**Exercise**
Search term "drain": copy each line of the records that contains it.

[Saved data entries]
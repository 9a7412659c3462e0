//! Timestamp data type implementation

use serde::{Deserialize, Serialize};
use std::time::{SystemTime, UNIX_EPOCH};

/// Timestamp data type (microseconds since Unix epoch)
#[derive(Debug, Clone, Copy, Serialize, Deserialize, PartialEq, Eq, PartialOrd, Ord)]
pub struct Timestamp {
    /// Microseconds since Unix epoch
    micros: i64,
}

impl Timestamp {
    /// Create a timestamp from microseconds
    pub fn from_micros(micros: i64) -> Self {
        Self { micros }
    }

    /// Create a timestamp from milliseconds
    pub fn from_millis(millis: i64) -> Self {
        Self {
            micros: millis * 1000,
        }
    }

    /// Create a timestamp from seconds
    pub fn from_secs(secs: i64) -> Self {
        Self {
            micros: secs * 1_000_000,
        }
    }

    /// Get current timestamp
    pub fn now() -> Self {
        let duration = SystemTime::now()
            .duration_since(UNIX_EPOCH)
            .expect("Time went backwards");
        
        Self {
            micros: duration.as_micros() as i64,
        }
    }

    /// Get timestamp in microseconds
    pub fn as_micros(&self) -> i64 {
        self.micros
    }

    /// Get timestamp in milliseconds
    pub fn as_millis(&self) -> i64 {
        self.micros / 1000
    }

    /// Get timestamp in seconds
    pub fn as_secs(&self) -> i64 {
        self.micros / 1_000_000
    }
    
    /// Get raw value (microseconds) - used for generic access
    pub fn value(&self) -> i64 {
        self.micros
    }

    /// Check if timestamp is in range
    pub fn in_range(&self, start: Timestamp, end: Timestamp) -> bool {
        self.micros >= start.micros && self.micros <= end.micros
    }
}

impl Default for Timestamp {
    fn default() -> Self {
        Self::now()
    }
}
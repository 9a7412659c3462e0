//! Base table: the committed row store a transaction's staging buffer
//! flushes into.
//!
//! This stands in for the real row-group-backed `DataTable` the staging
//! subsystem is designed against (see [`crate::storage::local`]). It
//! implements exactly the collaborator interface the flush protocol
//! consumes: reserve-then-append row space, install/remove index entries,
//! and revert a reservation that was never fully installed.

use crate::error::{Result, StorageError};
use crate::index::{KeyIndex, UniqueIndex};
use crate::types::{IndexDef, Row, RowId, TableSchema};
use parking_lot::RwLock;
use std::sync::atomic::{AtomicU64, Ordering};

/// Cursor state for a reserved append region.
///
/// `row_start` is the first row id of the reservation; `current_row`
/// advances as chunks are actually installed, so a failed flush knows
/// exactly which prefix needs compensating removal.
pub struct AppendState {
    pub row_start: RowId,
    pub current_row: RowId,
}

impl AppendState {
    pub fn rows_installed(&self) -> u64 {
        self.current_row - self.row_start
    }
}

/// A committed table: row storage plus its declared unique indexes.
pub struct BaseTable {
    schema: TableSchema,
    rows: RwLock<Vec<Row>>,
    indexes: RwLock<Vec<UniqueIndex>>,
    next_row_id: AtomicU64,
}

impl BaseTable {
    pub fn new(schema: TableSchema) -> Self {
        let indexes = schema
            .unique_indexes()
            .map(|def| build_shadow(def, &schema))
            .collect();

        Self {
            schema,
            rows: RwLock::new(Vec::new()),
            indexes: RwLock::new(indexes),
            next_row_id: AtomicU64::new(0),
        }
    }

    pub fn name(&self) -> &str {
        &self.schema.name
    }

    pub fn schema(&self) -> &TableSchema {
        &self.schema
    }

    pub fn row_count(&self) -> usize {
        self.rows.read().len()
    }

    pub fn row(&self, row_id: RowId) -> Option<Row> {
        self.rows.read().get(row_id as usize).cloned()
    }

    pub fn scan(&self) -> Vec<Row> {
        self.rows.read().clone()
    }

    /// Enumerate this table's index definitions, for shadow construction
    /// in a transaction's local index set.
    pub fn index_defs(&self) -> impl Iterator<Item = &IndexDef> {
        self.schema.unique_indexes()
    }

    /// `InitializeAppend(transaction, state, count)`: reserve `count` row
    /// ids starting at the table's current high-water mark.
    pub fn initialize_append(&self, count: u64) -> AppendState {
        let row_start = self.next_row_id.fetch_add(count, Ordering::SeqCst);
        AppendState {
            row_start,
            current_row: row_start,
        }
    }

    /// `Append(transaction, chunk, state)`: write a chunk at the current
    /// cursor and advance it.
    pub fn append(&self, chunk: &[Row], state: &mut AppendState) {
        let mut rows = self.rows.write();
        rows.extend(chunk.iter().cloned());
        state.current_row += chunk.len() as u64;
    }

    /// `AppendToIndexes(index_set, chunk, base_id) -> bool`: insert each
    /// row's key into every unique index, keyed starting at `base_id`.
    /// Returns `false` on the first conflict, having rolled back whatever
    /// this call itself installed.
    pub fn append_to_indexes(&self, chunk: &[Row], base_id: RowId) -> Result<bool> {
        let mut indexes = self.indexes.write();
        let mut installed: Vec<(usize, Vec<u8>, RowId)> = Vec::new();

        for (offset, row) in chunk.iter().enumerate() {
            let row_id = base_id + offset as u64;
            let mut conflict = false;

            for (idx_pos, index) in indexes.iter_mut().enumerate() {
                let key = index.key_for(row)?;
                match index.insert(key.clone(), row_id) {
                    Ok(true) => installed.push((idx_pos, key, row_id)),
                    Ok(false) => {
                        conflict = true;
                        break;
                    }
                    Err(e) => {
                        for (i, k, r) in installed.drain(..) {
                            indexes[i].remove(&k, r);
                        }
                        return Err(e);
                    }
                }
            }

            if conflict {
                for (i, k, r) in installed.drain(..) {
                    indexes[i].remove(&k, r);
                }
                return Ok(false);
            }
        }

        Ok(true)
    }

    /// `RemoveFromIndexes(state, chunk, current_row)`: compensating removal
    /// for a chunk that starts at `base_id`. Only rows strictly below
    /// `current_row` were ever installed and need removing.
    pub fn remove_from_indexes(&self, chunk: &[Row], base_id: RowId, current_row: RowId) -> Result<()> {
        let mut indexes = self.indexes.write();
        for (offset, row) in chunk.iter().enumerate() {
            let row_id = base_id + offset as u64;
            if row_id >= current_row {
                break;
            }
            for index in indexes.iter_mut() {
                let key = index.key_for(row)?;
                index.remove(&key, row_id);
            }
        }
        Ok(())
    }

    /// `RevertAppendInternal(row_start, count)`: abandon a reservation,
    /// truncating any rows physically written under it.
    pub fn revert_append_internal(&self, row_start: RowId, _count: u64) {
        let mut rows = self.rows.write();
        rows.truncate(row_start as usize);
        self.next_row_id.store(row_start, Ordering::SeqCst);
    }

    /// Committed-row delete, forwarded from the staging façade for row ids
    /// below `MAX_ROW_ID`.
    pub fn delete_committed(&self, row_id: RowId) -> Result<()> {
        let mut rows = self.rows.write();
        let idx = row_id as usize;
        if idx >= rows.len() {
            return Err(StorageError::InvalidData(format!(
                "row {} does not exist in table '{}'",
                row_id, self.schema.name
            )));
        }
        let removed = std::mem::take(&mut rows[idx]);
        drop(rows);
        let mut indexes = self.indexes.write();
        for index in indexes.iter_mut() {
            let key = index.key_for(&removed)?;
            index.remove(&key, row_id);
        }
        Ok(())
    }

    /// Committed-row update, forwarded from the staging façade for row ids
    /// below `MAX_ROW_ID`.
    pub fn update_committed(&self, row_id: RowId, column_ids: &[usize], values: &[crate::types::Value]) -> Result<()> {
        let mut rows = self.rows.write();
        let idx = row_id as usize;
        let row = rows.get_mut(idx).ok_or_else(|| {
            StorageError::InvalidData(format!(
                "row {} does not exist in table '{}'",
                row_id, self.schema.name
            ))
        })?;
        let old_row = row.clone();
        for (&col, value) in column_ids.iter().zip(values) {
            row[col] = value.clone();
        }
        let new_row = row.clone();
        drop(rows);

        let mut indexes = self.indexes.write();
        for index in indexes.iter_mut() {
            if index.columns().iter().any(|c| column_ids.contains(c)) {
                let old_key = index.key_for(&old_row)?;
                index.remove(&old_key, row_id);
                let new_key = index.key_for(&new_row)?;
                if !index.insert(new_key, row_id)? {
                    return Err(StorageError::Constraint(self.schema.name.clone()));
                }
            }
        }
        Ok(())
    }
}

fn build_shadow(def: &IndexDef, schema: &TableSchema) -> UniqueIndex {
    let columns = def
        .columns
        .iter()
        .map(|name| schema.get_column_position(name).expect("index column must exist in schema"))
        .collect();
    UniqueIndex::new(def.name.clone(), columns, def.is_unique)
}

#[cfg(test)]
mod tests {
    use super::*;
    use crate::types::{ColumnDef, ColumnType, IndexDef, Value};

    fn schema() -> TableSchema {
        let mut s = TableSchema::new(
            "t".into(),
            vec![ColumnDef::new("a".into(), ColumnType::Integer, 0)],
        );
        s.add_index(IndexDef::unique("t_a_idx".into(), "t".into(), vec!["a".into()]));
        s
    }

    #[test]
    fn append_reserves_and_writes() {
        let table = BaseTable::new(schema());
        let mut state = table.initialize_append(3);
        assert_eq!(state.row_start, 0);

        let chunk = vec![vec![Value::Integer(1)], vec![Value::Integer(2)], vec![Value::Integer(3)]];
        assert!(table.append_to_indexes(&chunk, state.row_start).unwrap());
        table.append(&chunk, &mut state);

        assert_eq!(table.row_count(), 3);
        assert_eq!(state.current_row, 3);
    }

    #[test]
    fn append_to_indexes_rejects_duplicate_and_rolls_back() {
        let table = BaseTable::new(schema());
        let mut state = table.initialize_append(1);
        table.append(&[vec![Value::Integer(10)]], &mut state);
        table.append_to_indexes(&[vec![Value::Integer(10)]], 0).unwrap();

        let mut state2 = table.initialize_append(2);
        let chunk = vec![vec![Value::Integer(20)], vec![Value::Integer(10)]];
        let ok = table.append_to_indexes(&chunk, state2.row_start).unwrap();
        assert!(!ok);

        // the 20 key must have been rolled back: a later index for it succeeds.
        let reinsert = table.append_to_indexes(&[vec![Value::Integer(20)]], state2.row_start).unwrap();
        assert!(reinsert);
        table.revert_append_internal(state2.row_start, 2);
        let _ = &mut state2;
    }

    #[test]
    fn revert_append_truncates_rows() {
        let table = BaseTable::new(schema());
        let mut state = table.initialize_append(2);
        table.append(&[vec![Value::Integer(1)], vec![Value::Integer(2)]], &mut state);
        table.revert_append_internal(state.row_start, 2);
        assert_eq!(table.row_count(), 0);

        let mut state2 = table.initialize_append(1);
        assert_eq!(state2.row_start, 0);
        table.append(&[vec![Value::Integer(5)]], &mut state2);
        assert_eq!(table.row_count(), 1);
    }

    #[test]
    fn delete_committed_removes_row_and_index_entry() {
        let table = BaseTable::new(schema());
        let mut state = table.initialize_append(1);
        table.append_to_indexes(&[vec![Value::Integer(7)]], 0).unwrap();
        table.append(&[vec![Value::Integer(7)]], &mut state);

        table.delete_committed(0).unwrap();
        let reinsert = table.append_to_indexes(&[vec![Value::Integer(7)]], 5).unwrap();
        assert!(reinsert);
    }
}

**Finished task**
                        for (i, k, r) in installed.drain(..) {
                for (i, k, r) in installed.drain(..) {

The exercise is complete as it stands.